▼
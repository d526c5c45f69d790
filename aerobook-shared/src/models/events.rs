use uuid::Uuid;

pub const TOPIC_BOOKING_CREATED: &str = "booking.created";
pub const TOPIC_BOOKING_CONFIRMED: &str = "booking.confirmed";
pub const TOPIC_TICKET_RELEASED: &str = "ticket.released";
pub const TOPIC_BOOKINGS_EXPIRED: &str = "bookings.expired";

#[derive(Debug, serde::Serialize, serde::Deserialize, Clone)]
pub struct BookingCreatedEvent {
    pub booking_id: Uuid,
    pub flight_number: String,
    pub cabin_class: String,
    pub seat_numbers: Vec<String>,
    pub timestamp: i64,
}

#[derive(Debug, serde::Serialize, serde::Deserialize, Clone)]
pub struct BookingConfirmedEvent {
    pub booking_id: Uuid,
    pub payment_id: Uuid,
    pub flight_number: String,
    pub amount: i64,
    pub timestamp: i64,
}

#[derive(Debug, serde::Serialize, serde::Deserialize, Clone)]
pub struct TicketReleasedEvent {
    pub ticket_id: Uuid,
    pub booking_id: Uuid,
    pub flight_number: String,
    pub seat_number: String,
    /// True when the release cancelled the whole booking.
    pub booking_cancelled: bool,
    pub by_staff: bool,
    pub timestamp: i64,
}

#[derive(Debug, serde::Serialize, serde::Deserialize, Clone)]
pub struct BookingsExpiredEvent {
    pub booking_ids: Vec<Uuid>,
    pub cutoff: i64,
    pub timestamp: i64,
}
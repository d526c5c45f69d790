use aerobook_core::Actor;
use axum::{
    extract::{Request, State},
    middleware::Next,
    response::Response,
};
use jsonwebtoken::{decode, DecodingKey, Validation};
use serde::{Deserialize, Serialize};

use crate::error::AppError;
use crate::state::AppState;

/// Bearer token claims issued by the identity provider.
#[derive(Debug, Serialize, Deserialize, Clone)]
pub struct Claims {
    pub sub: String,
    #[serde(default)]
    pub is_staff: bool,
    #[serde(default)]
    pub is_superuser: bool,
    pub exp: usize,
}

impl From<Claims> for Actor {
    fn from(claims: Claims) -> Self {
        Actor {
            subject: claims.sub,
            is_staff: claims.is_staff,
            is_superuser: claims.is_superuser,
        }
    }
}

/// Validates the HS256 bearer token and places the caller's `Actor` into the
/// request extensions.
pub async fn auth_middleware(
    State(state): State<AppState>,
    mut req: Request,
    next: Next,
) -> Result<Response, AppError> {
    let token = req
        .headers()
        .get(axum::http::header::AUTHORIZATION)
        .and_then(|h| h.to_str().ok())
        .and_then(|h| h.strip_prefix("Bearer "))
        .ok_or_else(|| AppError::AuthenticationError("missing bearer token".into()))?;

    let token_data = decode::<Claims>(
        token,
        &DecodingKey::from_secret(state.auth.secret.as_bytes()),
        &Validation::default(),
    )
    .map_err(|e| {
        tracing::debug!("Rejected token: {}", e);
        AppError::AuthenticationError("invalid or expired token".into())
    })?;

    req.extensions_mut().insert(Actor::from(token_data.claims));
    Ok(next.run(req).await)
}
use aerobook_catalog::{FlightSearchResults, SeatAvailability, SeatMap};
use aerobook_core::{search::FlightSearchCriteria, Flight};
use axum::{
    extract::{Path, Query, State},
    routing::get,
    Json, Router,
};
use serde::Serialize;

use crate::{error::AppError, state::AppState};

#[derive(Debug, Serialize)]
pub struct SeatsResponse {
    pub flight_number: String,
    pub taken_seats: Vec<String>,
    pub seat_map: SeatMap,
}

pub fn routes() -> Router<AppState> {
    Router::new()
        .route("/v1/flights/search", get(search_flights))
        .route("/v1/flights/{flight_number}", get(get_flight))
        .route("/v1/flights/{flight_number}/availability", get(get_availability))
        .route("/v1/flights/{flight_number}/seats", get(get_seats))
}

async fn search_flights(
    State(state): State<AppState>,
    Query(criteria): Query<FlightSearchCriteria>,
) -> Result<Json<FlightSearchResults>, AppError> {
    let results = state.schedule.search(&criteria).await?;
    tracing::debug!(
        "Search {} -> {} returned {} flights",
        criteria.origin,
        criteria.destination,
        results.flights.len()
    );
    Ok(Json(results))
}

async fn get_flight(
    State(state): State<AppState>,
    Path(flight_number): Path<String>,
) -> Result<Json<Flight>, AppError> {
    Ok(Json(state.schedule.get_flight(&flight_number).await?))
}

async fn get_availability(
    State(state): State<AppState>,
    Path(flight_number): Path<String>,
) -> Result<Json<SeatAvailability>, AppError> {
    Ok(Json(state.inventory.available_seats(&flight_number).await?))
}

async fn get_seats(
    State(state): State<AppState>,
    Path(flight_number): Path<String>,
) -> Result<Json<SeatsResponse>, AppError> {
    let aircraft = state.inventory.aircraft_for(&flight_number).await?;
    let taken = state.inventory.taken_seat_numbers(&flight_number).await?;

    Ok(Json(SeatsResponse {
        flight_number,
        taken_seats: taken.into_iter().collect(),
        seat_map: SeatMap::for_aircraft(&aircraft),
    }))
}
▲
| Activity |
Each line that contains "FlightSearchResults" is to be copied from the listing above.

| Solved problem |
use aerobook_catalog::{FlightSearchResults, SeatAvailability, SeatMap};
) -> Result<Json<FlightSearchResults>, AppError> {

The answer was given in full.